***** Data supplied *****

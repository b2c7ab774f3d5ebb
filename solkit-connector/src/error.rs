use thiserror::Error;

/// Errors surfaced by the connector, the cluster layer and the store.
///
/// "Did not run" is never an error: an action against an unavailable
/// connector resolves to `Ok(None)` instead.
#[derive(Debug, Error)]
pub enum ConnectorError {
    #[error("no address connected")]
    NoAddress,

    #[error("unsupported transaction type '{0}'")]
    UnsupportedTransactionType(String),

    #[error("unknown connector '{0}'")]
    UnknownConnector(String),

    #[error("store requires at least one connector")]
    NoConnectors,

    #[error("signature invalid")]
    InvalidSignature,

    #[error("invalid address '{0}'")]
    InvalidAddress(String),

    #[error("invalid cluster endpoint '{0}'")]
    InvalidEndpoint(String),

    #[error("cluster call '{method}' failed ({code}): {message}")]
    Rpc {
        method: String,
        code: i64,
        message: String,
    },

    #[error("http transport error: {0}")]
    Http(String),

    #[error("socket error: {0}")]
    Socket(String),

    #[error("socket is closed")]
    SocketClosed,

    #[error("wallet provider error: {0}")]
    Provider(String),

    #[error("wallet provider '{0}' is not available")]
    ProviderUnavailable(String),

    #[error("pairing error: {0}")]
    Pairing(String),

    #[error("serialization error: {0}")]
    Serialization(String),

    #[error("no name found")]
    NameNotFound,
}

pub type Result<T> = std::result::Result<T, ConnectorError>;

impl From<serde_json::Error> for ConnectorError {
    fn from(err: serde_json::Error) -> Self {
        ConnectorError::Serialization(err.to_string())
    }
}

impl From<reqwest::Error> for ConnectorError {
    fn from(err: reqwest::Error) -> Self {
        ConnectorError::Http(err.to_string())
    }
}

impl From<tokio_tungstenite::tungstenite::Error> for ConnectorError {
    fn from(err: tokio_tungstenite::tungstenite::Error) -> Self {
        ConnectorError::Socket(err.to_string())
    }
}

*****

◆ What you need to do
The complete listing is to be repeated word for word.

◆ Answer for this exercise
repository b2c7ab774f3d5ebb
filename solkit-connector/src/error.rs
use thiserror::Error;

/// Errors surfaced by the connector, the cluster layer and the store.
///
/// "Did not run" is never an error: an action against an unavailable
/// connector resolves to `Ok(None)` instead.
#[derive(Debug, Error)]
pub enum ConnectorError {
    #[error("no address connected")]
    NoAddress,

    #[error("unsupported transaction type '{0}'")]
    UnsupportedTransactionType(String),

    #[error("unknown connector '{0}'")]
    UnknownConnector(String),

    #[error("store requires at least one connector")]
    NoConnectors,

    #[error("signature invalid")]
    InvalidSignature,

    #[error("invalid address '{0}'")]
    InvalidAddress(String),

    #[error("invalid cluster endpoint '{0}'")]
    InvalidEndpoint(String),

    #[error("cluster call '{method}' failed ({code}): {message}")]
    Rpc {
        method: String,
        code: i64,
        message: String,
    },

    #[error("http transport error: {0}")]
    Http(String),

    #[error("socket error: {0}")]
    Socket(String),

    #[error("socket is closed")]
    SocketClosed,

    #[error("wallet provider error: {0}")]
    Provider(String),

    #[error("wallet provider '{0}' is not available")]
    ProviderUnavailable(String),

    #[error("pairing error: {0}")]
    Pairing(String),

    #[error("serialization error: {0}")]
    Serialization(String),

    #[error("no name found")]
    NameNotFound,
}

pub type Result<T> = std::result::Result<T, ConnectorError>;

impl From<serde_json::Error> for ConnectorError {
    fn from(err: serde_json::Error) -> Self {
        ConnectorError::Serialization(err.to_string())
    }
}

impl From<reqwest::Error> for ConnectorError {
    fn from(err: reqwest::Error) -> Self {
        ConnectorError::Http(err.to_string())
    }
}

impl From<tokio_tungstenite::tungstenite::Error> for ConnectorError {
    fn from(err: tokio_tungstenite::tungstenite::Error) -> Self {
        ConnectorError::Socket(err.to_string())
    }
}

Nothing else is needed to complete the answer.